The grant is the ceiling

Every registered agent has a grant: the set of scopes it may mint tokens for, plus a smaller set of step-up scopes it may reach only after an explicit escalation. When the agent asks the authority to mint a token, the request has to fall inside that grant. Ask for a scope outside it and the mint is refused. Ask for a step-up scope and you need an approved escalation first. The grant is set when you register the agent and enforced at mint time — not audited after the fact.

Note

Grants roll out in two modes. A freshly seeded grant starts in observe: the authority logs what it would deny but lets the call through, so turning auth51 on never breaks a working app. You move a grant to enforce when you’re ready for it to start blocking. Enforcement is real; it’s just opt-in per agent so adoption is safe.

Delegation can’t widen the envelope

Because every agent is bounded by its own grant, a hand-off can’t manufacture authority. A worker invoked by a planner still mints against the worker’s grant, not the planner’s. When a run follows a registered workflow, the authority also checks the step against the workflow definition — its declared scopes, its dependencies, and any approval gates — before it mints. A step can’t claim scopes the workflow didn’t give it, and it can’t run before the steps it depends on have completed.

AUTHORITY ONLY NARROWS — EACH HOP ⊆ THE LASTsupervisorrepo:* deploy:*plannerrepo:writepatcherrepo:write · 1 file
Figure 1. Down a delegation chain, each agent mints against its own grant and the authority only narrows. The token that reaches a resource is a subset of every grant above it — never a superset.
What the authority actually checks at each mint

When a request carries a delegation_context, the authority validates the chain before it mints: every agent named in the chain is registered, the chain is a path each parent actually authorized, and the requesting agent is the last link. draft-goswami-agentic-jwt §4.3.4

For a workflow run it adds step checks: prerequisite steps must be complete, approval gates for high-privilege steps must have been passed, and a step can only claim the scopes its workflow definition granted it — no skipping ahead, no widening.

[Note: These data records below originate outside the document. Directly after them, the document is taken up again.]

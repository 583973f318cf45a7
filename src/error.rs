//! Error types for the network topology operator

use thiserror::Error;

/// Result type used throughout the operator
pub type Result<T, E = Error> = std::result::Result<T, E>;

/// Main error type for operator operations
#[derive(Debug, Error)]
#[non_exhaustive]
pub enum Error {
    /// Kubernetes API error
    #[error("kubernetes error: {0}")]
    Kube(#[from] kube::Error),

    /// AWS API error
    #[error("aws error: {0}")]
    Aws(String),

    /// ARN parsing error
    #[error("invalid ARN '{arn}': {reason}")]
    InvalidArn { arn: String, reason: String },

    /// Invalid or unexpected object contents
    #[error("validation error: {0}")]
    Validation(String),

    /// Operator configuration error
    #[error("configuration error: {0}")]
    Configuration(String),
}

impl Error {
    /// Create an AWS error from any displayable SDK error
    pub fn aws(err: impl std::fmt::Display) -> Self {
        Self::Aws(err.to_string())
    }

    /// Create a validation error with the given message
    pub fn validation(msg: impl Into<String>) -> Self {
        Self::Validation(msg.into())
    }

    /// Create a configuration error with the given message
    pub fn configuration(msg: impl Into<String>) -> Self {
        Self::Configuration(msg.into())
    }

    /// True if the underlying failure was a Kubernetes 404
    pub fn is_not_found(&self) -> bool {
        matches!(self, Error::Kube(kube::Error::Api(ae)) if ae.code == 404)
    }
}

#[cfg(test)]
mod tests {
    use super::*;

    #[test]
    fn aws_errors_keep_the_rendered_sdk_message() {
        let err = Error::aws("operation error DescribeTransitGateways: access denied");
        assert!(err.to_string().contains("aws error"));
        assert!(err.to_string().contains("access denied"));
    }

    #[test]
    fn not_found_is_only_detected_for_kubernetes_404s() {
        let api_err = kube::Error::Api(kube::core::ErrorResponse {
            status: "Failure".to_string(),
            message: "clusters.cluster.x-k8s.io \"missing\" not found".to_string(),
            reason: "NotFound".to_string(),
            code: 404,
        });
        assert!(Error::from(api_err).is_not_found());

        let conflict = kube::Error::Api(kube::core::ErrorResponse {
            status: "Failure".to_string(),
            message: "the object has been modified".to_string(),
            reason: "Conflict".to_string(),
            code: 409,
        });
        assert!(!Error::from(conflict).is_not_found());
        assert!(!Error::validation("anything").is_not_found());
    }

    #[test]
    fn invalid_arn_names_the_offending_value() {
        let err = Error::InvalidArn {
            arn: "tgw-123".to_string(),
            reason: "missing 'arn:' prefix".to_string(),
        };
        assert!(err.to_string().contains("tgw-123"));
        assert!(err.to_string().contains("missing 'arn:' prefix"));
    }
}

Delegation depth is bounded to stop runaway chains, and if a parent agent is found compromised, the whole delegation chain beneath it can be revoked at once. draft-goswami-agentic-jwt §9.3

Where this is headed

Today the ceiling is enforced per agent and per workflow step, which is what stops amplification in practice. The protocol draft goes further: a formal, checkable guarantee that a token derived across a hop is a strict subset of the one it came from, verifiable independently at each resource. That deeper cross-hop enforcement is being hardened alongside the verifier — the model is fixed; the machinery is landing.